**DATA:**
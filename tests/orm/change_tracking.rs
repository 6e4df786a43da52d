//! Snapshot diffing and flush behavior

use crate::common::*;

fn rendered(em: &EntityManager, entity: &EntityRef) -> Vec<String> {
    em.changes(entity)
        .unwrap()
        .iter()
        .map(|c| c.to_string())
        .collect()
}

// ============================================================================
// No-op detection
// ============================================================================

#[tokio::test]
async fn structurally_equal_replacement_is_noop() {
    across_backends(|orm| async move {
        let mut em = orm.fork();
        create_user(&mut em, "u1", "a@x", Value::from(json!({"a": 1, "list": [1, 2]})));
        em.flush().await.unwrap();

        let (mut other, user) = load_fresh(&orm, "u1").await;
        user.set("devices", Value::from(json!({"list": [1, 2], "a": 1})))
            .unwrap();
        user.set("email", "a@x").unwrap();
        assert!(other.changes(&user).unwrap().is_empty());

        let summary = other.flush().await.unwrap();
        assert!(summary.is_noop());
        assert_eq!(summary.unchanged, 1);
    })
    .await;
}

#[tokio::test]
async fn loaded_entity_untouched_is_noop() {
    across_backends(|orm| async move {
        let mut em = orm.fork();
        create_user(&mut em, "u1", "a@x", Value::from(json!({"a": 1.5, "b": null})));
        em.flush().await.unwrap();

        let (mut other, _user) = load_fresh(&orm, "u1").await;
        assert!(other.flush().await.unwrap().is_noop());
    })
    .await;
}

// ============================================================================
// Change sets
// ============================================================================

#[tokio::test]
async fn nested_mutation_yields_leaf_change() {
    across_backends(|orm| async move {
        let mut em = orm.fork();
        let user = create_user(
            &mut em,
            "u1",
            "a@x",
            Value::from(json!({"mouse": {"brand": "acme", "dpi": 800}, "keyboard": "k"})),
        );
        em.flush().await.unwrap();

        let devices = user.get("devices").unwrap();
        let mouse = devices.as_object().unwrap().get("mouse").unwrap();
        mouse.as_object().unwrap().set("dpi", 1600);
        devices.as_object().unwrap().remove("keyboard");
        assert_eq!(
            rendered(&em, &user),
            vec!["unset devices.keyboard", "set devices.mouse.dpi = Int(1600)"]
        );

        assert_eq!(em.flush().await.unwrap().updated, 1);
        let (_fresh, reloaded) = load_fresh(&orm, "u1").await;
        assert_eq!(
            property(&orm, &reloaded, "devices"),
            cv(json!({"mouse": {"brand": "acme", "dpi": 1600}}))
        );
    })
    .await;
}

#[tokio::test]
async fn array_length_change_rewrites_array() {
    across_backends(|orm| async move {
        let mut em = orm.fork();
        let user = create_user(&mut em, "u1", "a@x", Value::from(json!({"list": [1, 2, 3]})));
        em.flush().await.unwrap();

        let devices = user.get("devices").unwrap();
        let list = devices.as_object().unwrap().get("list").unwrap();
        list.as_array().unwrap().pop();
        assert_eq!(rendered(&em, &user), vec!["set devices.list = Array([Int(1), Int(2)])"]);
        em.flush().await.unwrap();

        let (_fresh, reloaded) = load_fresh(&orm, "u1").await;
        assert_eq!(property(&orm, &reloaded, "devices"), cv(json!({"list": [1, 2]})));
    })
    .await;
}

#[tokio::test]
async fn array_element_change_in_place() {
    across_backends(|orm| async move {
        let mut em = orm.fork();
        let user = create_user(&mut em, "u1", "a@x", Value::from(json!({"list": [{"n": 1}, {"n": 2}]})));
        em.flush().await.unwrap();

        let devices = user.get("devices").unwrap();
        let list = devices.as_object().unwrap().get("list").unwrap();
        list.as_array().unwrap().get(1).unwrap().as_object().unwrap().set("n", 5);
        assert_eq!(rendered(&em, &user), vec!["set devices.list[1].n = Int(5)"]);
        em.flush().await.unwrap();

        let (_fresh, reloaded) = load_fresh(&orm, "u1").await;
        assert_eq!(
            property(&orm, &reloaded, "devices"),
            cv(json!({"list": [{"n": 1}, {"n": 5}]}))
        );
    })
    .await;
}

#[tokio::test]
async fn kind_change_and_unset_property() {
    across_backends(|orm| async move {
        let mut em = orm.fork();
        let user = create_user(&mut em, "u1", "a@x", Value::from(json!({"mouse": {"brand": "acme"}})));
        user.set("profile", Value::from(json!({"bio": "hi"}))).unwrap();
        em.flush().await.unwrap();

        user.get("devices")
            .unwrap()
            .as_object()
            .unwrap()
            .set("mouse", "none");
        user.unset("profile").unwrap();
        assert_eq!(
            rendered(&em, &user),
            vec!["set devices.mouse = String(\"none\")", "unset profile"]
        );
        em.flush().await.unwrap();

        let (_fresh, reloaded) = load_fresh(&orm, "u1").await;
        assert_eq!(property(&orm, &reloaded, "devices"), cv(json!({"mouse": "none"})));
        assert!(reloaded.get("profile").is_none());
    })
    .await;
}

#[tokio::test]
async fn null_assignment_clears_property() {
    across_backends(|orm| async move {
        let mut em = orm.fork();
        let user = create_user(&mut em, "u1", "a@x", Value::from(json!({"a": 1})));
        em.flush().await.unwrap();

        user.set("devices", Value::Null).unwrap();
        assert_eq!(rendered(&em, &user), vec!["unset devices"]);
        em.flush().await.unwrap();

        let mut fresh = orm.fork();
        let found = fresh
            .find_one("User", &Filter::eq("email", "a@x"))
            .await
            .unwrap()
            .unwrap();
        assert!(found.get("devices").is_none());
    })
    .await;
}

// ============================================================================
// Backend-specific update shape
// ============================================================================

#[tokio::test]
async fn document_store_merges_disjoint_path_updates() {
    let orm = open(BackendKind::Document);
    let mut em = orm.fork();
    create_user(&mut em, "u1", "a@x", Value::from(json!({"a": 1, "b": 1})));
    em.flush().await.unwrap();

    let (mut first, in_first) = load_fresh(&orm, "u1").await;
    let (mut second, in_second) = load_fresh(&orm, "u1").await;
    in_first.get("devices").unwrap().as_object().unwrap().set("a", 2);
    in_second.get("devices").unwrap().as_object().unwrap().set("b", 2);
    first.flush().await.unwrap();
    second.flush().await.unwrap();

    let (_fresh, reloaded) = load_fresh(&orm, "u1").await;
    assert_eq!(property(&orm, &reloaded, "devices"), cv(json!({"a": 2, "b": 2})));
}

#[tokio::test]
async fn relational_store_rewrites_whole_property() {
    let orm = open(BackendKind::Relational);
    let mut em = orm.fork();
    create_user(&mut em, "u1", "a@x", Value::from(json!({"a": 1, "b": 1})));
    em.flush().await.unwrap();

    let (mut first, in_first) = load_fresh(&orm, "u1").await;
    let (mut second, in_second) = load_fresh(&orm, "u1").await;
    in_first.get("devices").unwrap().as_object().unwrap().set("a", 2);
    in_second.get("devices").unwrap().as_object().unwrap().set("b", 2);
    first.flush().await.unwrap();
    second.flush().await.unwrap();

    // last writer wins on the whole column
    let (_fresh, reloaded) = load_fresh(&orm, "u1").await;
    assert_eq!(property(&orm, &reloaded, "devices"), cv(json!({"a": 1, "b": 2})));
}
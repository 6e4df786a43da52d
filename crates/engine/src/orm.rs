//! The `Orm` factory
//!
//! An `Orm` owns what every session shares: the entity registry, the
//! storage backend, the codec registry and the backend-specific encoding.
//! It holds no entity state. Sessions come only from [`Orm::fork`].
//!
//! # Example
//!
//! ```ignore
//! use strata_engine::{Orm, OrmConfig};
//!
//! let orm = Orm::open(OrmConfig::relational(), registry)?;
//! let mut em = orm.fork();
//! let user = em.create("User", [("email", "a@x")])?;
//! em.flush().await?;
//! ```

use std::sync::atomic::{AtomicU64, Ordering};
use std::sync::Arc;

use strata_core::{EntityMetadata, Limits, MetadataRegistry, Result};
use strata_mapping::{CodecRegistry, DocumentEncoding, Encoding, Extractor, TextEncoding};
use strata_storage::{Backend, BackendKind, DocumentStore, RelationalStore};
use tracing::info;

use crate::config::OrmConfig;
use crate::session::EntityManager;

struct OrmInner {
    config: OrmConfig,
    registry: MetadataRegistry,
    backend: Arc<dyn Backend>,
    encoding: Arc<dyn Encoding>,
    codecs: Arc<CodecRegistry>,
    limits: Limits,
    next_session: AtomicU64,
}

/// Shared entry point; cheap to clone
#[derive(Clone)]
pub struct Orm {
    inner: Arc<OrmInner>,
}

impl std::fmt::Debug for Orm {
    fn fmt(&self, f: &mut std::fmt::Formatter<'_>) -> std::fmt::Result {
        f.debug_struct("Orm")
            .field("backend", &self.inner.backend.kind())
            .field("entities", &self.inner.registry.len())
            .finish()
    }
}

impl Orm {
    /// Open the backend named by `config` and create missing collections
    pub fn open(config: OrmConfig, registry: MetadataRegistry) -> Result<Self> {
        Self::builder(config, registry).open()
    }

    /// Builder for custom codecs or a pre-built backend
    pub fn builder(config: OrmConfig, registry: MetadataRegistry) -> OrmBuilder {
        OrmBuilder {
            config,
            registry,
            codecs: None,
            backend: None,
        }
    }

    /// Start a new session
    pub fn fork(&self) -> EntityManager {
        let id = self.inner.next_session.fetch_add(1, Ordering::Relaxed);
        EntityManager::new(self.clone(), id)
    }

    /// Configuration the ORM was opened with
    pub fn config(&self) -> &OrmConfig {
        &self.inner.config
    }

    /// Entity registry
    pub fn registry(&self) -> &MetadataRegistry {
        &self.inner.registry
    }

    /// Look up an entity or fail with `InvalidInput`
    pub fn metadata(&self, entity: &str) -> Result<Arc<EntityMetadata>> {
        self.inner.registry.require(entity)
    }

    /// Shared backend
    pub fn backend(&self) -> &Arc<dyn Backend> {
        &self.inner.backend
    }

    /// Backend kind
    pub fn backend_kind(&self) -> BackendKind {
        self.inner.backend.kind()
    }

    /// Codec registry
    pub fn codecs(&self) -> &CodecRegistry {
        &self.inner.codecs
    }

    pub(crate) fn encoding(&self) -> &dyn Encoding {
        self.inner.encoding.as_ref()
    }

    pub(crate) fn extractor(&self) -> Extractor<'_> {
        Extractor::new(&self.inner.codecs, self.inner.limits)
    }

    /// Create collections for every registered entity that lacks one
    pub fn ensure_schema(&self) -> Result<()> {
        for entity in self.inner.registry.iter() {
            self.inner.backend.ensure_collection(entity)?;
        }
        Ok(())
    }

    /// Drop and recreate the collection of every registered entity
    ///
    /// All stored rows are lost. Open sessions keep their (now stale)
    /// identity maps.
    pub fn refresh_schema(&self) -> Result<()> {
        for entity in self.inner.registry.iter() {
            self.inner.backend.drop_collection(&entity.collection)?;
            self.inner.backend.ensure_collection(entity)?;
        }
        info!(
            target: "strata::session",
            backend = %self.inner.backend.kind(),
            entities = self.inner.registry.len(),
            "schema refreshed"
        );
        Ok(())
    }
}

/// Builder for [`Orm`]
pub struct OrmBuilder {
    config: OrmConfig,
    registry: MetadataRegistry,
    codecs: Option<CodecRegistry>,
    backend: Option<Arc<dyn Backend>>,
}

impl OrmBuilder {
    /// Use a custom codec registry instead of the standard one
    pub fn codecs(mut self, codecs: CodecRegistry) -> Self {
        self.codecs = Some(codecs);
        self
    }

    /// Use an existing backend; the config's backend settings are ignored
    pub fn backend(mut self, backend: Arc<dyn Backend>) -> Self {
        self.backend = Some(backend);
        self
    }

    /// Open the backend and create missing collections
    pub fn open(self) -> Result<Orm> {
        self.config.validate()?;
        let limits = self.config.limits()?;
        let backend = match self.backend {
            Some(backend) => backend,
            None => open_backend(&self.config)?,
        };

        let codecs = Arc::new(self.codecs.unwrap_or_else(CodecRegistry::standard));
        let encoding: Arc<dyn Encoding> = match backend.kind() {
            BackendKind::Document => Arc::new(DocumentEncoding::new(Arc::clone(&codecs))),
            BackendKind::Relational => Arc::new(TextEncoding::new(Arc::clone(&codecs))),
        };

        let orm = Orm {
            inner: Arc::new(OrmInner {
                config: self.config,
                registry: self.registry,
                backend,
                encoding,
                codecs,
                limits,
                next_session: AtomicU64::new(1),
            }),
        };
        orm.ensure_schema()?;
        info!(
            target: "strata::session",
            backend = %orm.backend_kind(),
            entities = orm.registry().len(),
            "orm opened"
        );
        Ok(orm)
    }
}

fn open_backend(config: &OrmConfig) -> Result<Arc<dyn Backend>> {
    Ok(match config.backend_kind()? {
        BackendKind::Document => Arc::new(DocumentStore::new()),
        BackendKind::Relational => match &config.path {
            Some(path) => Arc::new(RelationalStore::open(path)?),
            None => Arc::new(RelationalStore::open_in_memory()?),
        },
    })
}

**ASSIGNED TASK:**
Count up the lines above that include the string "specific" and report nothing but that number.

**RESPONSE BELOW:**
2